Little noted was that Mr. Bush also mobilized the federal government in an unprecedented way to cut red tape and speed disaster relief to the riot victims. Among issues quickly resolved was whether victims of looting could qualify for the same emergency benefits as victims of fire. Bush aides made sure they could.

"This is one of the most important milestones of the George Bush's presidency," said Frederic V. Malek, manager of the Bush-Quayle re-election campaign. "He's taken charge, his adrenalin is flowing, and that's when George Bush is at his best."

Nothing comparable has befallen the country during Mr. Bush's watch except the decline of the economy, a problem that has proved impervious to speedy solutions.

"He can do more about this," Mr. Malek said a few hours before the president headed west last week.

So it was clearly unsatisfying when all Mr. Bush could promise after witnessing some of the worst horrors frustrated people can visit upon themselves was to make a new pitch for tax breaks for businesses that locate in inner cities -- a proposal that has been offered repeatedly over the past 12 years.

The fault lies partly with George Bush himself.

He has never been sure-footed on domestic policy, and he has clear problems relating to people whose life experiences have been so different from his own.

During one awkward moment Friday -- at the hospital bed of a firefighter shot in the face by a rioter -- the president tried to commiserate with the firefighter's wife and wound up talking about his $3 million storm-wrecked vacation home.

"Damn storm knocked down four or five walls," Mr. Bush told Kathi Miller. He explained that First Lady Barbara Bush, whose popular persona he often invokes to show warmth, was off repairing "what's left of our house."

The president's shortcomings on the domestic front make him all the more vulnerable to a staff grown so top-heavy that quantity has outstripped quality.

Disputes continued until after the president's Wednesday night arrival in Los Angeles about how hard he should hit the law-and-order theme and how much criticism he should level at what spokesman Marlin Fitzwater disparaged as the "liberal social welfare programs" of the 1960s and 1970s.

vTC In the first few days after the Rodney King verdict, these officials were split into two camps, with White House Chief of Staff Samuel K. Skinner, budget chief Richard G. Darman, Mr. Fitzwater and William Kristol, chief of staff to Vice President Dan Quayle, advocating the anti-violence theme.

Housing and Urban Development Secretary Jack F. Kemp, Health and Human Services Secretary Louis W. Sullivan, speech writer Tony Snow and campaign issues aide Jim Pinkerton were among those looking for a more conciliatory approach.

After a lot of presidential to-ing and fro-ing to the tune of these competing themes, Mr. Bush finally wound up with a hodgepodge most of his staff flew to California to oversee.

An extraordinarily large contingent -- at least 50 top-level White House aides -- accompanied the president on his trip. A half-dozen Cabinet secretaries, their aides and a whole middle-level team of crisis managers were already there. Also in the area (but kept out of sight) were his top campaign officials.

The massive White House force that developed under Mr.

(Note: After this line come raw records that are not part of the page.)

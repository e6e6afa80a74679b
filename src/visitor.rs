//! Double dispatch over the expression tree.
//!
//! Every backend (the evaluator, the code generator, the printer) implements
//! [`Visitor`] for the input it threads through the walk and the output it
//! produces. [`Expr::accept`] is the one place that matches on the node kind,
//! so a new backend only needs a new `Visitor` impl, and a new node kind
//! fails to compile until every backend handles it.

use crate::ast::{Comparator, Expr};
use crate::value::Value;

pub trait Visitor<Input> {
    type Output;

    fn visit_field(&mut self, name: &str, input: Input) -> Self::Output;
    fn visit_index(&mut self, index: i64, input: Input) -> Self::Output;
    fn visit_slice(
        &mut self,
        start: Option<i64>,
        stop: Option<i64>,
        step: Option<i64>,
        input: Input,
    ) -> Self::Output;
    fn visit_flatten(&mut self, inner: &Expr, input: Input) -> Self::Output;
    fn visit_object_values(&mut self, inner: &Expr, input: Input) -> Self::Output;
    fn visit_subexpression(&mut self, lhs: &Expr, rhs: &Expr, input: Input) -> Self::Output;
    fn visit_pipe(&mut self, lhs: &Expr, rhs: &Expr, input: Input) -> Self::Output;
    fn visit_projection(&mut self, lhs: &Expr, rhs: &Expr, input: Input) -> Self::Output;
    fn visit_filter_projection(
        &mut self,
        lhs: &Expr,
        predicate: &Expr,
        rhs: &Expr,
        input: Input,
    ) -> Self::Output;
    fn visit_multi_select_list(&mut self, items: &[Expr], input: Input) -> Self::Output;
    fn visit_multi_select_hash(&mut self, pairs: &[(String, Expr)], input: Input) -> Self::Output;
    fn visit_or(&mut self, lhs: &Expr, rhs: &Expr, input: Input) -> Self::Output;
    fn visit_and(&mut self, lhs: &Expr, rhs: &Expr, input: Input) -> Self::Output;
    fn visit_not(&mut self, inner: &Expr, input: Input) -> Self::Output;
    fn visit_comparison(
        &mut self,
        op: Comparator,
        lhs: &Expr,
        rhs: &Expr,
        input: Input,
    ) -> Self::Output;
    fn visit_function_call(&mut self, name: &str, args: &[Expr], input: Input) -> Self::Output;
    fn visit_expression_ref(&mut self, inner: &Expr, input: Input) -> Self::Output;
    fn visit_current_node(&mut self, input: Input) -> Self::Output;
    fn visit_literal(&mut self, value: &Value, input: Input) -> Self::Output;
}

impl Expr {
    /// Forwards to the visitor method for this node's kind.
    pub fn accept<I, V: Visitor<I> + ?Sized>(&self, visitor: &mut V, input: I) -> V::Output {
        match self {
            Expr::Field(name) => visitor.visit_field(name, input),
            Expr::Index(index) => visitor.visit_index(*index, input),
            Expr::Slice { start, stop, step } => visitor.visit_slice(*start, *stop, *step, input),
            Expr::Flatten(inner) => visitor.visit_flatten(inner, input),
            Expr::ObjectValues(inner) => visitor.visit_object_values(inner, input),
            Expr::Subexpression { lhs, rhs } => visitor.visit_subexpression(lhs, rhs, input),
            Expr::Pipe { lhs, rhs } => visitor.visit_pipe(lhs, rhs, input),
            Expr::Projection { lhs, rhs } => visitor.visit_projection(lhs, rhs, input),
            Expr::FilterProjection {
                lhs,
                predicate,
                rhs,
            } => visitor.visit_filter_projection(lhs, predicate, rhs, input),
            Expr::MultiSelectList(items) => visitor.visit_multi_select_list(items, input),
            Expr::MultiSelectHash(pairs) => visitor.visit_multi_select_hash(pairs, input),
            Expr::Or { lhs, rhs } => visitor.visit_or(lhs, rhs, input),
            Expr::And { lhs, rhs } => visitor.visit_and(lhs, rhs, input),
            Expr::Not(inner) => visitor.visit_not(inner, input),
            Expr::Comparison { op, lhs, rhs } => visitor.visit_comparison(*op, lhs, rhs, input),
            Expr::FunctionCall { name, args } => visitor.visit_function_call(name, args, input),
            Expr::ExpressionRef(inner) => visitor.visit_expression_ref(inner, input),
            Expr::CurrentNode => visitor.visit_current_node(input),
            Expr::Literal(value) => visitor.visit_literal(value, input),
        }
    }
}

Skinner, who took over in December from John H. Sununu, has become a subject of ridicule in the executive agencies. Many of the double layer of top Bush aides are viewed as incompetent or in the wrong jobs.

By going to Los Angeles, Mr. Bush saw a slice of life a rich president hardly ever encounters, and he heard America speak back to him as it almost never does in his presence.

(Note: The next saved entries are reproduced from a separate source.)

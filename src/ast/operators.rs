use std::fmt;

/// Comparison operators.
#[derive(Debug, Clone, Copy, PartialEq, Eq)]
pub enum Comparator {
    /// Equal (`==`)
    Equal,
    /// Not equal (`!=`)
    NotEqual,
    /// Less than (`<`)
    LessThan,
    /// Less than or equal (`<=`)
    LessEqual,
    /// Greater than (`>`)
    GreaterThan,
    /// Greater than or equal (`>=`)
    GreaterEqual,
}

impl Comparator {
    pub fn as_str(&self) -> &'static str {
        match self {
            Comparator::Equal => "==",
            Comparator::NotEqual => "!=",
            Comparator::LessThan => "<",
            Comparator::LessEqual => "<=",
            Comparator::GreaterThan => ">",
            Comparator::GreaterEqual => ">=",
        }
    }

    pub fn from_symbol(symbol: &str) -> Option<Self> {
        match symbol {
            "==" => Some(Comparator::Equal),
            "!=" => Some(Comparator::NotEqual),
            "<" => Some(Comparator::LessThan),
            "<=" => Some(Comparator::LessEqual),
            ">" => Some(Comparator::GreaterThan),
            ">=" => Some(Comparator::GreaterEqual),
            _ => None,
        }
    }

    /// True for the four ordering operators, which only apply to numbers.
    pub fn is_ordering(&self) -> bool {
        !matches!(self, Comparator::Equal | Comparator::NotEqual)
    }
}

impl fmt::Display for Comparator {
    fn fmt(&self, f: &mut fmt::Formatter<'_>) -> fmt::Result {
        f.write_str(self.as_str())
    }
}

But he did not leave with a message of greater sympathy for the have-nots of American life.

"I've heard the shouts of anger and heard some whispered prayers," he told a gathering of Los Angeles police Friday. "We've seen utter devastation, . . . we've seen the beginnings of restoration. And we've seen the worst that human beings can do and then we've seen some of the very best."

Even though the not-guilty verdict in the police beating of Mr. King was the spark that touched off the riots and Los Angeles police were criticized for being too slow to respond when violence broke out, Mr. Bush said of the overall police performance, "You did what's right and you did what's demanded of you."